Arbitration clauses are frequently paired with class action waivers which prevents contracting parties to file class action lawsuits against each other. In the United States, arbitration clauses also often include a provision which requires parties to waive their rights to a jury trial. All three provisions have attained significant amounts of support and controversy, with proponents arguing that arbitration is equally as fair as courts and a more informal, speedier way to resolve disputes, while opponents of arbitration condemning the clauses for limited appeal options and allowing large corporations to effectively silence claims through "private justice".

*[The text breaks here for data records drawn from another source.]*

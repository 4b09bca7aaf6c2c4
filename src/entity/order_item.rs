//! Order line item entity.

use sea_orm::entity::prelude::*;
use serde::{Deserialize, Serialize};

/// Sea-ORM entity model for the `order_items` table.
///
/// `product_name` and `product_price` are snapshots taken when the order
/// was placed. `product_id` is a plain column with no foreign key, so
/// editing or deleting the product never rewrites history.
#[derive(Clone, Debug, PartialEq, DeriveEntityModel, Serialize, Deserialize)]
#[sea_orm(table_name = "order_items")]
pub struct Model {
    #[sea_orm(primary_key, auto_increment = false)]
    pub id: Uuid,
    pub order_id: Uuid,
    pub product_id: Uuid,
    pub product_name: String,
    #[sea_orm(column_type = "Decimal(Some((10, 2)))")]
    pub product_price: Decimal,
    pub quantity: i32,
    #[sea_orm(column_type = "Decimal(Some((10, 2)))")]
    pub subtotal: Decimal,
    /// Submission position, so items read back in input order.
    pub position: i32,
}

#[derive(Copy, Clone, Debug, EnumIter, DeriveRelation)]
pub enum Relation {
    #[sea_orm(
        belongs_to = "super::order::Entity",
        from = "Column::OrderId",
        to = "super::order::Column::Id",
        on_delete = "Cascade"
    )]
    Order,
}

impl Related<super::order::Entity> for Entity {
    fn to() -> RelationDef {
        Relation::Order.def()
    }
}

impl ActiveModelBehavior for ActiveModel {}
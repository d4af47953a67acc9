//! Availability model
//!
//! A window is a `[start_time, end_time)` interval a professor declared free.
//! Windows are write-once: they are never updated or deleted, and whether a
//! window is bookable right now is derived from the appointments that
//! reference it.

use chrono::{DateTime, Utc};
use serde::{Deserialize, Serialize};

/// A declared availability window.
#[derive(Debug, Clone, PartialEq, Eq, Serialize, Deserialize)]
pub struct AvailabilityWindow {
    pub id: i64,
    pub professor_id: i64,
    pub start_time: DateTime<Utc>,
    pub end_time: DateTime<Utc>,
    /// Always true for stored windows; only `true` windows are ever listed
    pub is_available: bool,
    pub created_at: DateTime<Utc>,
}

/// Requested window in a `declare` batch.
#[derive(Debug, Clone, Copy, PartialEq, Eq, Serialize, Deserialize)]
pub struct TimeWindow {
    pub start_time: DateTime<Utc>,
    pub end_time: DateTime<Utc>,
}

impl TimeWindow {
    pub fn new(start_time: DateTime<Utc>, end_time: DateTime<Utc>) -> Self {
        Self {
            start_time,
            end_time,
        }
    }

    /// A window must end strictly after it starts.
    pub fn is_well_formed(&self) -> bool {
        self.end_time > self.start_time
    }
}

/// A window that was actually inserted by `declare`.
#[derive(Debug, Clone, PartialEq, Eq, Serialize, Deserialize)]
pub struct CreatedWindow {
    pub availability_id: i64,
    pub start_time: DateTime<Utc>,
    pub end_time: DateTime<Utc>,
}

impl From<&AvailabilityWindow> for CreatedWindow {
    fn from(window: &AvailabilityWindow) -> Self {
        Self {
            availability_id: window.id,
            start_time: window.start_time,
            end_time: window.end_time,
        }
    }
}

/// A declared window with no scheduled appointment on it.
#[derive(Debug, Clone, PartialEq, Eq, Serialize, Deserialize)]
pub struct OpenSlot {
    pub id: i64,
    pub start_time: DateTime<Utc>,
    pub end_time: DateTime<Utc>,
    pub professor_id: i64,
}

impl From<AvailabilityWindow> for OpenSlot {
    fn from(window: AvailabilityWindow) -> Self {
        Self {
            id: window.id,
            start_time: window.start_time,
            end_time: window.end_time,
            professor_id: window.professor_id,
        }
    }
}

/// Public identity of a professor.
#[derive(Debug, Clone, PartialEq, Eq, Serialize, Deserialize)]
pub struct ProfessorSummary {
    pub id: i64,
    pub username: String,
}

/// A professor together with their currently bookable windows.
#[derive(Debug, Clone, PartialEq, Eq, Serialize, Deserialize)]
pub struct ProfessorSlots {
    pub professor: ProfessorSummary,
    pub available_slots: Vec<OpenSlot>,
}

Use and enforceability by country

Canada 
All provinces except for Quebec have adopted an arbitration code similar to the United Nations Commission on International Trade Law's Model Law. Quebec has opted instead to require that arbitrations would be subject to the province's own Civil Code, including Quebec's Code of Civil Procedure. Arbitration in Canada is primarily administered by the ADR Institute of Canada and the British Columbia International Commercial Arbitration Centre.

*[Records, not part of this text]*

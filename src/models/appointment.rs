//! Appointment model
//!
//! An appointment is a student's claim on one availability window.
//! Lifecycle: `scheduled -> cancelled`, cancellation is terminal and rows are
//! never deleted.

use chrono::{DateTime, Utc};
use serde::{Deserialize, Serialize};
use std::fmt;
use std::str::FromStr;

/// A claim on an availability window.
#[derive(Debug, Clone, PartialEq, Eq, Serialize, Deserialize)]
pub struct Appointment {
    pub id: i64,
    pub student_id: i64,
    /// Copied from the window at creation, never updated
    pub professor_id: i64,
    pub availability_id: i64,
    pub status: AppointmentStatus,
    pub created_at: DateTime<Utc>,
    pub cancelled_at: Option<DateTime<Utc>>,
}

impl Appointment {
    pub fn is_scheduled(&self) -> bool {
        self.status == AppointmentStatus::Scheduled
    }
}

#[derive(Debug, Clone, Copy, PartialEq, Eq, Hash, Serialize, Deserialize)]
#[serde(rename_all = "lowercase")]
pub enum AppointmentStatus {
    Scheduled,
    Cancelled,
}

impl fmt::Display for AppointmentStatus {
    fn fmt(&self, f: &mut fmt::Formatter<'_>) -> fmt::Result {
        match self {
            AppointmentStatus::Scheduled => write!(f, "scheduled"),
            AppointmentStatus::Cancelled => write!(f, "cancelled"),
        }
    }
}

impl FromStr for AppointmentStatus {
    type Err = anyhow::Error;

    fn from_str(s: &str) -> Result<Self, Self::Err> {
        match s.to_lowercase().as_str() {
            "scheduled" => Ok(AppointmentStatus::Scheduled),
            "cancelled" => Ok(AppointmentStatus::Cancelled),
            _ => Err(anyhow::anyhow!("Invalid appointment status: {}", s)),
        }
    }
}

/// Result of a successful booking, with the professor and window denormalized.
#[derive(Debug, Clone, PartialEq, Eq, Serialize, Deserialize)]
pub struct BookedAppointment {
    pub id: i64,
    pub student_id: i64,
    pub professor_id: i64,
    pub professor_name: String,
    pub start_time: DateTime<Utc>,
    pub end_time: DateTime<Utc>,
    pub status: AppointmentStatus,
}

/// One row of a student's schedule.
#[derive(Debug, Clone, PartialEq, Eq, Serialize, Deserialize)]
pub struct StudentAppointment {
    pub id: i64,
    pub status: AppointmentStatus,
    pub start_time: DateTime<Utc>,
    pub end_time: DateTime<Utc>,
    pub professor_name: String,
    pub created_at: DateTime<Utc>,
}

Class action waivers lack a uniform policy across Canada, as the Supreme Court of Canada has found that provincial legislation governed disputes, though in Seidel v. TELUS Communications, the court found that because a class action waiver was attached to an invalid arbitration agreement, the class action waiver was void. The province of Ontario, per the Consumer Protection Act of 2002, has banned class action waivers. A court of appeals in British Columbia also found that class action waivers were unenforceable and unconscionable in Pearce v. 4 Pillars Consulting Group due to the contract in question being a standard form contract written by 4 Pillars and giving little bargaining power to Pearce.

Mainland China 
China allows arbitration clauses to exist, though the Supreme People's Court has found that an arbitration clause that does not specify an "arbitral commission" is invalid and unenforceable. An agreement to arbitrate in China, in addition to specifying a commission, must contain a declared intent to arbitrate as well as name the disputes to be arbitrated in order to be enforceable. In the event that one party questions the validity of an arbitration agreement and requests that a PRC court to determine the validity of the agreement, the court shall determine the validity of the agreement.

France 
French law generally supports arbitration, though declares that capacity, marriage and divorce cannot be arbitrated.

Germany 
German law excludes disputes over the rental of living space from any form of arbitration, while arbitration agreements with consumers are only considered valid if they are signed, and if the signed document does not bear any other content than the arbitration agreement.

England and Wales 

In England and Wales it is not possible for parties to a contract to prevent courts from exercising their jurisdiction over contact disputes, but through what is known as a Scott v. Avery clause they may require that a dispute be adjudicated by an arbitrator before submitting the matter to a court.

United States 

The federal government has expressed a policy in support of arbitration clauses, because they reduce the burden on court systems to resolve disputes. This support is found in the Federal Arbitration Act, which permits compulsory and binding arbitration, under which parties give up the right to appeal an arbitrator's decision to a court.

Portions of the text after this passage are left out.